+++ Given entries

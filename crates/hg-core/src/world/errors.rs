//! Engine error type
//!
//! Decision code reports "nothing found" through `Option`/`bool`. The
//! variants here are bookkeeping violations and configuration problems.

use thiserror::Error;

use crate::dungeon::Pos;
use crate::monster::{MonsterId, RaceId};

/// Errors raised when the world's bookkeeping is asked to do something
/// inconsistent
#[derive(Error, Debug, Clone, PartialEq, Eq)]
pub enum EngineError {
    #[error("no live monster with id {0:?}")]
    UnknownMonster(MonsterId),

    #[error("unknown monster race {0:?}")]
    UnknownRace(RaceId),

    #[error("unknown terrain feature {0}")]
    UnknownFeature(u16),

    #[error("position ({}, {}) is outside the floor", .0.y, .0.x)]
    OutOfBounds(Pos),

    #[error("cell ({}, {}) is already occupied", .0.y, .0.x)]
    Occupied(Pos),

    #[error("monster {id:?} records position ({}, {}) but the cell disagrees", .pos.y, .pos.x)]
    OccupancyDesync { id: MonsterId, pos: Pos },

    #[error("invalid configuration: {0}")]
    InvalidConfig(String),

    #[error("could not read configuration '{path}': {reason}")]
    ConfigIo { path: String, reason: String },

    #[error("world snapshot could not be written or read: {0}")]
    Snapshot(String),
}
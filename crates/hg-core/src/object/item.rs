//! Floor items as seen by monsters
//!
//! The engine only needs enough of an item to decide whether a monster
//! picks it up, crushes it, or leaves it alone.

use serde::{Deserialize, Serialize};
use strum::{Display, EnumIter};

use crate::monster::{Elements, RaceFlags};

/// Broad item category
#[derive(
    Debug, Clone, Copy, PartialEq, Eq, Hash, Default, Serialize, Deserialize, Display, EnumIter,
)]
pub enum ItemKind {
    Gold,
    Corpse,
    Statue,
    Weapon,
    Armor,
    Potion,
    Scroll,
    Food,
    #[default]
    Misc,
}

/// A single item stack lying on the floor or carried by a monster
#[derive(Debug, Clone, PartialEq, Eq, Serialize, Deserialize)]
pub struct Item {
    pub kind: ItemKind,
    pub name: String,
    pub artifact: bool,
    /// Races this item is especially dangerous to
    pub slays: RaceFlags,
    /// Elemental brands carried by the item
    pub brands: Elements,
}

impl Item {
    pub fn new(kind: ItemKind, name: &str) -> Self {
        Self {
            kind,
            name: name.to_string(),
            artifact: false,
            slays: RaceFlags::empty(),
            brands: Elements::empty(),
        }
    }

    pub fn with_slays(mut self, slays: RaceFlags) -> Self {
        self.slays = slays;
        self
    }

    pub fn with_brands(mut self, brands: Elements) -> Self {
        self.brands = brands;
        self
    }

    pub fn artifact(mut self) -> Self {
        self.artifact = true;
        self
    }

    /// Monsters that collect items leave these on the floor
    pub const fn is_ignored_by_collectors(&self) -> bool {
        matches!(self.kind, ItemKind::Gold | ItemKind::Corpse | ItemKind::Statue)
    }
}
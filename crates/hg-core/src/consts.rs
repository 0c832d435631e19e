//! Core engine constants
//!
//! Defaults for the tunables live in `world::AiConfig`; the values here are
//! structural and never change at runtime.

/// Maximum projection / sight range
pub const MAX_RANGE: i32 = 20;

/// Radius of the outermost ring scanned by the safety and hiding searches
pub const MAX_RING_RADIUS: i32 = 9;

/// Normal speed (speed 110 grants 10 energy per game turn)
pub const NORMAL_SPEED: i16 = 110;

/// Haste and slow adjust speed by this much
pub const SPEED_STEP: i16 = 10;

/// Sound cost treated as "unreached" by the spell-position search
pub const UNREACHED_COST: i32 = 999;

/// Sound cost assumed for wall cells by wall-walkers
pub const WALL_COST: i32 = 998;

/// Scale applied to flow targets so ties lean toward the player
pub const FLOW_TWIDDLE: i32 = 16;

/// Energy granted per game turn, indexed by speed (110 = normal)
const EXTRACT_ENERGY: [u8; 200] = [
    /* Slow */ 1, 1, 1, 1, 1, 1, 1, 1, 1, 1,
    /* Slow */ 1, 1, 1, 1, 1, 1, 1, 1, 1, 1,
    /* Slow */ 1, 1, 1, 1, 1, 1, 1, 1, 1, 1,
    /* Slow */ 1, 1, 1, 1, 1, 1, 1, 1, 1, 1,
    /* Slow */ 1, 1, 1, 1, 1, 1, 1, 1, 1, 1,
    /* Slow */ 1, 1, 1, 1, 1, 1, 1, 1, 1, 1,
    /* S-50 */ 1, 1, 1, 1, 1, 1, 1, 1, 1, 1,
    /* S-40 */ 2, 2, 2, 2, 2, 2, 2, 2, 2, 2,
    /* S-30 */ 2, 2, 2, 2, 2, 2, 2, 3, 3, 3,
    /* S-20 */ 3, 3, 3, 3, 3, 4, 4, 4, 4, 4,
    /* S-10 */ 5, 5, 5, 5, 6, 6, 7, 7, 8, 9,
    /* Norm */ 10, 11, 12, 13, 14, 15, 16, 17, 18, 19,
    /* F+10 */ 20, 21, 22, 23, 24, 25, 26, 27, 28, 29,
    /* F+20 */ 30, 31, 32, 33, 34, 35, 36, 36, 37, 37,
    /* F+30 */ 38, 38, 39, 39, 40, 40, 40, 41, 41, 41,
    /* F+40 */ 42, 42, 42, 43, 43, 43, 44, 44, 44, 44,
    /* F+50 */ 45, 45, 45, 45, 45, 46, 46, 46, 46, 46,
    /* F+60 */ 47, 47, 47, 47, 47, 48, 48, 48, 48, 48,
    /* F+70 */ 49, 49, 49, 49, 49, 49, 49, 49, 49, 49,
    /* Fast */ 49, 49, 49, 49, 49, 49, 49, 49, 49, 49,
];

/// Energy gained per game turn at the given speed
pub const fn speed_to_energy(speed: i16) -> i32 {
    if speed < 0 {
        return EXTRACT_ENERGY[0] as i32;
    }
    if speed as usize >= EXTRACT_ENERGY.len() {
        return EXTRACT_ENERGY[EXTRACT_ENERGY.len() - 1] as i32;
    }
    EXTRACT_ENERGY[speed as usize] as i32
}

#[cfg(test)]
mod tests {
    use super::*;

    #[test]
    fn test_normal_speed_energy() {
        assert_eq!(speed_to_energy(NORMAL_SPEED), 10);
        assert_eq!(speed_to_energy(NORMAL_SPEED + SPEED_STEP), 20);
        assert_eq!(speed_to_energy(NORMAL_SPEED - SPEED_STEP), 5);
    }

    #[test]
    fn test_speed_clamped() {
        assert_eq!(speed_to_energy(-5), 1);
        assert_eq!(speed_to_energy(250), 49);
    }
}
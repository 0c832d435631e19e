//! Monster instances

use bitflags::bitflags;
use serde::{Deserialize, Serialize};
use strum::{Display, EnumIter};

use super::RaceId;
use crate::consts::NORMAL_SPEED;
use crate::dungeon::Pos;
use crate::object::Item;

/// Unique identifier for monster instances (its slot on the floor)
#[derive(Debug, Clone, Copy, PartialEq, Eq, Hash, PartialOrd, Ord, Serialize, Deserialize)]
pub struct MonsterId(pub u32);

impl MonsterId {
    pub const NONE: MonsterId = MonsterId(0);
}

/// Who the monster sides with
#[derive(
    Debug, Clone, Copy, PartialEq, Eq, Hash, Default, Serialize, Deserialize, Display, EnumIter,
)]
pub enum Allegiance {
    #[default]
    Hostile,
    /// Peaceful toward the player but not under command
    Friendly,
    Pet,
}

bitflags! {
    /// Transient per-monster flags
    #[derive(Debug, Clone, Copy, PartialEq, Eq, Hash, Default)]
    pub struct MonsterFlags: u16 {
        /// Created this game turn; skips its first scan
        const BORN = 0x0001;
        /// Suppress sound/scent pursuit this turn
        const NOFLOW = 0x0002;
        /// Shape-changer
        const CHAMELEON = 0x0004;
        /// Currently visible to the player
        const VISIBLE = 0x0008;
        /// In the player's line of sight
        const IN_VIEW = 0x0010;
    }
}

// Manual serde for MonsterFlags
impl Serialize for MonsterFlags {
    fn serialize<S>(&self, serializer: S) -> Result<S::Ok, S::Error>
    where
        S: serde::Serializer,
    {
        self.bits().serialize(serializer)
    }
}

impl<'de> Deserialize<'de> for MonsterFlags {
    fn deserialize<D>(deserializer: D) -> Result<Self, D::Error>
    where
        D: serde::Deserializer<'de>,
    {
        let bits = u16::deserialize(deserializer)?;
        Ok(MonsterFlags::from_bits_truncate(bits))
    }
}

/// Status timers; a non-zero value means the status is active
#[derive(Debug, Clone, Copy, PartialEq, Eq, Hash, Default, Serialize, Deserialize)]
pub struct MonsterTimers {
    pub sleep: i16,
    pub confused: i16,
    pub stunned: i16,
    pub afraid: i16,
    pub fast: i16,
    pub slow: i16,
}

/// A monster on the current floor
#[derive(Debug, Clone, PartialEq, Eq, Serialize, Deserialize)]
pub struct Monster {
    pub id: MonsterId,

    /// Actual race
    pub race: RaceId,

    /// Race the player sees (differs under illusions and mimicry)
    pub appearance: RaceId,

    pub pos: Pos,

    pub hp: i32,
    pub max_hp: i32,

    pub timers: MonsterTimers,

    pub allegiance: Allegiance,

    /// Last known position of an enemy this monster is fighting
    pub target: Option<Pos>,

    /// Energy still needed before the next action; acts at 0 or below
    pub energy_need: i32,

    /// Current base speed (110 = normal)
    pub speed: i16,

    pub flags: MonsterFlags,

    /// Summoner; if it disappears so does this monster
    pub parent: Option<MonsterId>,

    pub inventory: Vec<Item>,
}

impl Monster {
    pub fn new(race: RaceId, pos: Pos, hp: i32) -> Self {
        Self {
            id: MonsterId::NONE,
            race,
            appearance: race,
            pos,
            hp,
            max_hp: hp,
            timers: MonsterTimers::default(),
            allegiance: Allegiance::Hostile,
            target: None,
            energy_need: 0,
            speed: NORMAL_SPEED,
            flags: MonsterFlags::empty(),
            parent: None,
            inventory: Vec::new(),
        }
    }

    pub const fn is_pet(&self) -> bool {
        matches!(self.allegiance, Allegiance::Pet)
    }

    pub const fn is_friendly(&self) -> bool {
        matches!(self.allegiance, Allegiance::Friendly)
    }

    pub const fn is_hostile(&self) -> bool {
        matches!(self.allegiance, Allegiance::Hostile)
    }

    pub const fn is_asleep(&self) -> bool {
        self.timers.sleep > 0
    }

    pub const fn is_confused(&self) -> bool {
        self.timers.confused > 0
    }

    pub const fn is_stunned(&self) -> bool {
        self.timers.stunned > 0
    }

    pub const fn is_afraid(&self) -> bool {
        self.timers.afraid > 0
    }

    pub const fn is_fast(&self) -> bool {
        self.timers.fast > 0
    }

    pub const fn is_slow(&self) -> bool {
        self.timers.slow > 0
    }

    pub const fn is_visible(&self) -> bool {
        self.flags.contains(MonsterFlags::VISIBLE)
    }

    pub const fn is_alive(&self) -> bool {
        self.hp >= 0
    }

    /// Shown as its true race
    pub fn shows_true_form(&self) -> bool {
        self.appearance == self.race
    }

    pub fn wake(&mut self) {
        self.timers.sleep = 0;
    }

    pub fn set_hostile(&mut self) {
        self.allegiance = Allegiance::Hostile;
    }
}

/// Hostility differs, or everyone fights everyone (arena)
pub fn are_enemies(a: &Monster, b: &Monster, arena: bool) -> bool {
    if arena {
        return a.id != b.id;
    }
    a.is_hostile() != b.is_hostile()
}

#[cfg(test)]
mod tests {
    use super::*;

    fn monster() -> Monster {
        Monster::new(RaceId(1), Pos::new(3, 4), 12)
    }

    #[test]
    fn test_new_monster_defaults() {
        let m = monster();
        assert!(m.is_hostile());
        assert_eq!(m.max_hp, 12);
        assert_eq!(m.appearance, m.race);
        assert!(m.shows_true_form());
        assert!(!m.is_asleep());
        assert_eq!(m.speed, NORMAL_SPEED);
    }

    #[test]
    fn test_status_timers() {
        let mut m = monster();
        m.timers.sleep = 5;
        m.timers.afraid = 2;
        assert!(m.is_asleep());
        assert!(m.is_afraid());
        m.wake();
        assert!(!m.is_asleep());
    }

    #[test]
    fn test_are_enemies() {
        let mut a = monster();
        a.id = MonsterId(1);
        let mut b = monster();
        b.id = MonsterId(2);
        assert!(!are_enemies(&a, &b, false));
        b.allegiance = Allegiance::Pet;
        assert!(are_enemies(&a, &b, false));
        a.allegiance = Allegiance::Friendly;
        assert!(!are_enemies(&a, &b, false));
        assert!(are_enemies(&a, &b, true));
        assert!(!are_enemies(&a, &a, true));
    }
}
//! Grid coordinates

use core::fmt;

use serde::{Deserialize, Serialize};

/// A cell coordinate, row first
#[derive(Debug, Clone, Copy, PartialEq, Eq, Hash, Default, Serialize, Deserialize)]
pub struct Pos {
    pub y: i32,
    pub x: i32,
}

impl Pos {
    pub const fn new(y: i32, x: i32) -> Self {
        Self { y, x }
    }

    /// Position shifted by an offset
    pub const fn offset(self, dy: i32, dx: i32) -> Self {
        Self {
            y: self.y + dy,
            x: self.x + dx,
        }
    }

    /// Offset from `self` to `other`
    pub const fn delta_to(self, other: Pos) -> (i32, i32) {
        (other.y - self.y, other.x - self.x)
    }

    /// True if `other` is one of the eight neighbours (or the same cell)
    pub const fn is_adjacent(self, other: Pos) -> bool {
        (self.y - other.y).abs() <= 1 && (self.x - other.x).abs() <= 1
    }
}

impl fmt::Display for Pos {
    fn fmt(&self, f: &mut fmt::Formatter<'_>) -> fmt::Result {
        write!(f, "({}, {})", self.y, self.x)
    }
}

#[cfg(test)]
mod tests {
    use super::*;

    #[test]
    fn test_offset_and_delta() {
        let p = Pos::new(5, 5);
        let q = p.offset(-2, 3);
        assert_eq!(q, Pos::new(3, 8));
        assert_eq!(p.delta_to(q), (-2, 3));
        assert!(p.is_adjacent(p.offset(1, -1)));
        assert!(!p.is_adjacent(q));
    }
}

++++++

• [Work instructions]
Copy out each line of the records above that includes "under".

• [Task output]
    /// Peaceful toward the player but not under command
    /// Race the player sees (differs under illusions and mimicry)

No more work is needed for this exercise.